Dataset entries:
========================================================================

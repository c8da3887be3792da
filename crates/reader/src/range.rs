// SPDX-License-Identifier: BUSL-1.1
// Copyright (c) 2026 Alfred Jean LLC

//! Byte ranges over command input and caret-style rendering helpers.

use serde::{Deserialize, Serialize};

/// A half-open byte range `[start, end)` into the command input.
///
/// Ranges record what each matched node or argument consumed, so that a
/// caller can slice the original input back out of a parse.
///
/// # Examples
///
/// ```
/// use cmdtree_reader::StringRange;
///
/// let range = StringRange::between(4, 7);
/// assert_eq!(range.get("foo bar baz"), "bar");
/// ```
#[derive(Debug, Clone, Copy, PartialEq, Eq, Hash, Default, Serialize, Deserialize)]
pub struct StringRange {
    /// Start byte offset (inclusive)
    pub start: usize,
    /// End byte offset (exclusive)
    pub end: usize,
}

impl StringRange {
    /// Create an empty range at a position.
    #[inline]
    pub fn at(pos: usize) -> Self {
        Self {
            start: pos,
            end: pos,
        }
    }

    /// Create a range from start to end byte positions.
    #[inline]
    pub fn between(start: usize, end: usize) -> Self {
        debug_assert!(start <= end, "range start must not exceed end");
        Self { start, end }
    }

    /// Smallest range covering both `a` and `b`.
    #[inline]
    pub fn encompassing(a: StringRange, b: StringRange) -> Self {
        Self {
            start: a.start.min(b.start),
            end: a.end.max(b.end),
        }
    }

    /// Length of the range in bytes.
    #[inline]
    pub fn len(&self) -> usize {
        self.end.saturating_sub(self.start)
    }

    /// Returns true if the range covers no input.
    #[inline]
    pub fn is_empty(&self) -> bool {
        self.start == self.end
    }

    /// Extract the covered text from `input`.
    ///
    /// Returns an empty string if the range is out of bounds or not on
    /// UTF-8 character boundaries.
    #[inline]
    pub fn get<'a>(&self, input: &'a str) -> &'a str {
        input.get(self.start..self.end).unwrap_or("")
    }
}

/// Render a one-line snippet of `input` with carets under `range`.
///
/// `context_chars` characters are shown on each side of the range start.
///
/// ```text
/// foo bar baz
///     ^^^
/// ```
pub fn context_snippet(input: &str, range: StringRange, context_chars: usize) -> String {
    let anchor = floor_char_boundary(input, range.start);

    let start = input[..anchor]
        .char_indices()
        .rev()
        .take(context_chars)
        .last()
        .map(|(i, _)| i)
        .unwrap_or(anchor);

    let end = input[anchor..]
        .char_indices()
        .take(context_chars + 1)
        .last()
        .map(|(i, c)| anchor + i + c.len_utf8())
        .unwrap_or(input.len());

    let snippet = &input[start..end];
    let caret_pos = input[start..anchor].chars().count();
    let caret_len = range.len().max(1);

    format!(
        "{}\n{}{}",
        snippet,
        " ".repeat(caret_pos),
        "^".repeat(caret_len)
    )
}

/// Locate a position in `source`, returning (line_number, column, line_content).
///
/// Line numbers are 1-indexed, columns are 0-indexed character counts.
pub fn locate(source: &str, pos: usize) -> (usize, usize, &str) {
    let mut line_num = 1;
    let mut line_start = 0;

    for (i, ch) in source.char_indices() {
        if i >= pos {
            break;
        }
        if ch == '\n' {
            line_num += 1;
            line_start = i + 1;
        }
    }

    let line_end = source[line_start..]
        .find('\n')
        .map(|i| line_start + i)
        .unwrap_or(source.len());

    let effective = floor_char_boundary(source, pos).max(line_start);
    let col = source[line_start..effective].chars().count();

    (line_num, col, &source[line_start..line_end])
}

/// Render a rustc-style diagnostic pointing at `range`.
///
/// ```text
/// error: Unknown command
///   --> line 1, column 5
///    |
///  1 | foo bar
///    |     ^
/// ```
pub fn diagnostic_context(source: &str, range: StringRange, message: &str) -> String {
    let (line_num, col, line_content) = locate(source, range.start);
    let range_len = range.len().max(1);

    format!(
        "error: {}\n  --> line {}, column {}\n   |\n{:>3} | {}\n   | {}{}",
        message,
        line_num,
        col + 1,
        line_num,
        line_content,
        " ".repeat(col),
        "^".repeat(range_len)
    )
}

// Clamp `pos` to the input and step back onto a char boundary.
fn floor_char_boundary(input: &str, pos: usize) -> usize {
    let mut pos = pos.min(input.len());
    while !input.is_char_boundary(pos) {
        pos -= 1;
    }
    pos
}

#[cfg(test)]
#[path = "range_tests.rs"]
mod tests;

========================================================================

__WHAT THIS TASK INVOLVES__
Restate each entry word for word.

__ANSWER BELOW__
repository c8da3887be3792da
filename crates/reader/src/range.rs
// SPDX-License-Identifier: BUSL-1.1
// Copyright (c) 2026 Alfred Jean LLC

//! Byte ranges over command input and caret-style rendering helpers.

use serde::{Deserialize, Serialize};

/// A half-open byte range `[start, end)` into the command input.
///
/// Ranges record what each matched node or argument consumed, so that a
/// caller can slice the original input back out of a parse.
///
/// # Examples
///
/// ```
/// use cmdtree_reader::StringRange;
///
/// let range = StringRange::between(4, 7);
/// assert_eq!(range.get("foo bar baz"), "bar");
/// ```
#[derive(Debug, Clone, Copy, PartialEq, Eq, Hash, Default, Serialize, Deserialize)]
pub struct StringRange {
    /// Start byte offset (inclusive)
    pub start: usize,
    /// End byte offset (exclusive)
    pub end: usize,
}

impl StringRange {
    /// Create an empty range at a position.
    #[inline]
    pub fn at(pos: usize) -> Self {
        Self {
            start: pos,
            end: pos,
        }
    }

    /// Create a range from start to end byte positions.
    #[inline]
    pub fn between(start: usize, end: usize) -> Self {
        debug_assert!(start <= end, "range start must not exceed end");
        Self { start, end }
    }

    /// Smallest range covering both `a` and `b`.
    #[inline]
    pub fn encompassing(a: StringRange, b: StringRange) -> Self {
        Self {
            start: a.start.min(b.start),
            end: a.end.max(b.end),
        }
    }

    /// Length of the range in bytes.
    #[inline]
    pub fn len(&self) -> usize {
        self.end.saturating_sub(self.start)
    }

    /// Returns true if the range covers no input.
    #[inline]
    pub fn is_empty(&self) -> bool {
        self.start == self.end
    }

    /// Extract the covered text from `input`.
    ///
    /// Returns an empty string if the range is out of bounds or not on
    /// UTF-8 character boundaries.
    #[inline]
    pub fn get<'a>(&self, input: &'a str) -> &'a str {
        input.get(self.start..self.end).unwrap_or("")
    }
}

/// Render a one-line snippet of `input` with carets under `range`.
///
/// `context_chars` characters are shown on each side of the range start.
///
/// ```text
/// foo bar baz
///     ^^^
/// ```
pub fn context_snippet(input: &str, range: StringRange, context_chars: usize) -> String {
    let anchor = floor_char_boundary(input, range.start);

    let start = input[..anchor]
        .char_indices()
        .rev()
        .take(context_chars)
        .last()
        .map(|(i, _)| i)
        .unwrap_or(anchor);

    let end = input[anchor..]
        .char_indices()
        .take(context_chars + 1)
        .last()
        .map(|(i, c)| anchor + i + c.len_utf8())
        .unwrap_or(input.len());

    let snippet = &input[start..end];
    let caret_pos = input[start..anchor].chars().count();
    let caret_len = range.len().max(1);

    format!(
        "{}\n{}{}",
        snippet,
        " ".repeat(caret_pos),
        "^".repeat(caret_len)
    )
}

/// Locate a position in `source`, returning (line_number, column, line_content).
///
/// Line numbers are 1-indexed, columns are 0-indexed character counts.
pub fn locate(source: &str, pos: usize) -> (usize, usize, &str) {
    let mut line_num = 1;
    let mut line_start = 0;

    for (i, ch) in source.char_indices() {
        if i >= pos {
            break;
        }
        if ch == '\n' {
            line_num += 1;
            line_start = i + 1;
        }
    }

    let line_end = source[line_start..]
        .find('\n')
        .map(|i| line_start + i)
        .unwrap_or(source.len());

    let effective = floor_char_boundary(source, pos).max(line_start);
    let col = source[line_start..effective].chars().count();

    (line_num, col, &source[line_start..line_end])
}

/// Render a rustc-style diagnostic pointing at `range`.
///
/// ```text
/// error: Unknown command
///   --> line 1, column 5
///    |
///  1 | foo bar
///    |     ^
/// ```
pub fn diagnostic_context(source: &str, range: StringRange, message: &str) -> String {
    let (line_num, col, line_content) = locate(source, range.start);
    let range_len = range.len().max(1);

    format!(
        "error: {}\n  --> line {}, column {}\n   |\n{:>3} | {}\n   | {}{}",
        message,
        line_num,
        col + 1,
        line_num,
        line_content,
        " ".repeat(col),
        "^".repeat(range_len)
    )
}

// Clamp `pos` to the input and step back onto a char boundary.
fn floor_char_boundary(input: &str, pos: usize) -> usize {
    let mut pos = pos.min(input.len());
    while !input.is_char_boundary(pos) {
        pos -= 1;
    }
    pos
}

#[cfg(test)]
#[path = "range_tests.rs"]
mod tests;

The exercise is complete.